Posted By Mark Haas CMC FIMC, Friday, April 2, 2010
My market is pretty transparent about daily fees paid to management consultants and the range is pretty tight. But it amazes me how some of my colleagues seem to thrive while other struggle at the same rate.

First off, consultants should be looking for opportunities to charge on a value basis. Selling time as a commodity will get you commodity pricing, i.e., competition for the lowest price. When you are compensated for the value you bring to a client, there is no issue with daily fees being too high (to the client) or too low (to the consultant).

Nevertheless, if you are going to charge daily fees, then how long has it been since you took a hard look at your cost structure? If you conducted an activity based costing exercise on your business, how much does it cost you to provide a day's consulting services? Have you included insurance, overhead (all of it, not just your variable costs), transportation, research, conferences and professional development, amortization of your certifications, etc.? This is where you may find your costs too "high" for your market.

Reevaluate your costs every year to make sure that they can still provide you a profitable business and to highlight opportunities to maximize value.

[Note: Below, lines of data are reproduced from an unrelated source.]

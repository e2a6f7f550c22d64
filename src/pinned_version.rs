//! An immutable commit-ish reference with a lazily derived semantic form
//! (spec §3, §4 "PinnedVersion").

use std::fmt;
use std::sync::OnceLock;

use serde::{Deserialize, Serialize};

use crate::semantic_version::SemanticVersion;

/// A tag or commit SHA identifying one point in a dependency's history.
///
/// Equality is by commit-ish string only. [`PinnedVersion::semantic_version`]
/// parses the commit-ish as a [`SemanticVersion`] (tolerating a leading
/// `v`) the first time it's asked for and caches the result; a pin whose
/// commit-ish doesn't parse as SemVer is "branch-like" and
/// `semantic_version()` returns `None` for it.
#[derive(Debug)]
pub struct PinnedVersion {
    commitish: String,
    semantic: OnceLock<Option<SemanticVersion>>,
}

// `OnceLock` has no `Clone` impl, so this is spelled out by hand: a clone
// carries over the already-computed semantic form if there is one, instead
// of discarding the memoisation and reparsing on next access.
impl Clone for PinnedVersion {
    fn clone(&self) -> Self {
        let semantic = OnceLock::new();
        if let Some(value) = self.semantic.get() {
            let _ = semantic.set(value.clone());
        }
        Self {
            commitish: self.commitish.clone(),
            semantic,
        }
    }
}

impl PinnedVersion {
    #[must_use]
    pub fn new(commitish: impl Into<String>) -> Self {
        Self {
            commitish: commitish.into(),
            semantic: OnceLock::new(),
        }
    }

    #[must_use]
    pub fn commitish(&self) -> &str {
        &self.commitish
    }

    /// The parsed semantic version, if `commitish` is one (accepting an
    /// optional leading `v`). `None` for branch names and commit SHAs that
    /// don't happen to look like a version.
    #[must_use]
    pub fn semantic_version(&self) -> Option<&SemanticVersion> {
        self.semantic
            .get_or_init(|| SemanticVersion::parse(&self.commitish).ok())
            .as_ref()
    }

    /// `true` iff `commitish` does not parse as a semantic version — the
    /// "branch pin trumps" rule (spec §9) applies to these.
    #[must_use]
    pub fn is_branch_like(&self) -> bool {
        self.semantic_version().is_none()
    }
}

impl PartialEq for PinnedVersion {
    fn eq(&self, other: &Self) -> bool {
        self.commitish == other.commitish
    }
}

impl Eq for PinnedVersion {}

impl std::hash::Hash for PinnedVersion {
    fn hash<H: std::hash::Hasher>(&self, state: &mut H) {
        self.commitish.hash(state);
    }
}

impl fmt::Display for PinnedVersion {
    fn fmt(&self, f: &mut fmt::Formatter<'_>) -> fmt::Result {
        write!(f, "{}", self.commitish)
    }
}

impl From<SemanticVersion> for PinnedVersion {
    fn from(version: SemanticVersion) -> Self {
        let commitish = version.to_string();
        let pin = Self::new(commitish);
        let _ = pin.semantic.set(Some(version));
        pin
    }
}

// The `semantic` cache is derived from `commitish` and is not part of this
// type's persisted identity, so only the commit-ish string round-trips.
impl Serialize for PinnedVersion {
    fn serialize<S: serde::Serializer>(&self, serializer: S) -> Result<S::Ok, S::Error> {
        serializer.collect_str(&self.commitish)
    }
}

impl<'de> Deserialize<'de> for PinnedVersion {
    fn deserialize<D: serde::Deserializer<'de>>(deserializer: D) -> Result<Self, D::Error> {
        String::deserialize(deserializer).map(Self::new)
    }
}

Remember, consider expenses as investments and consider the loss of value from eliminating it. For example saying "I can't afford to go to a professional development conference," is just looking at the expense and not the new skills, visibility, contacts and business revenue to be gained over the long term.

Tip: If you are familiar with Activity Based Costing (ABC), you might look into a variation by called Time-Driven Activity Based Costing that addresses a long-standing weakness in the original ABC method - how to deal with down time (sounds like something consultants sometimes experience). See Time-Driven Activity-Based Costing: A Simpler and More Powerful Path to Higher Profits for a good summary of this new approach (something to adopt conceptually for your consulting services but it is not necessary to rigorously follow the full methodology).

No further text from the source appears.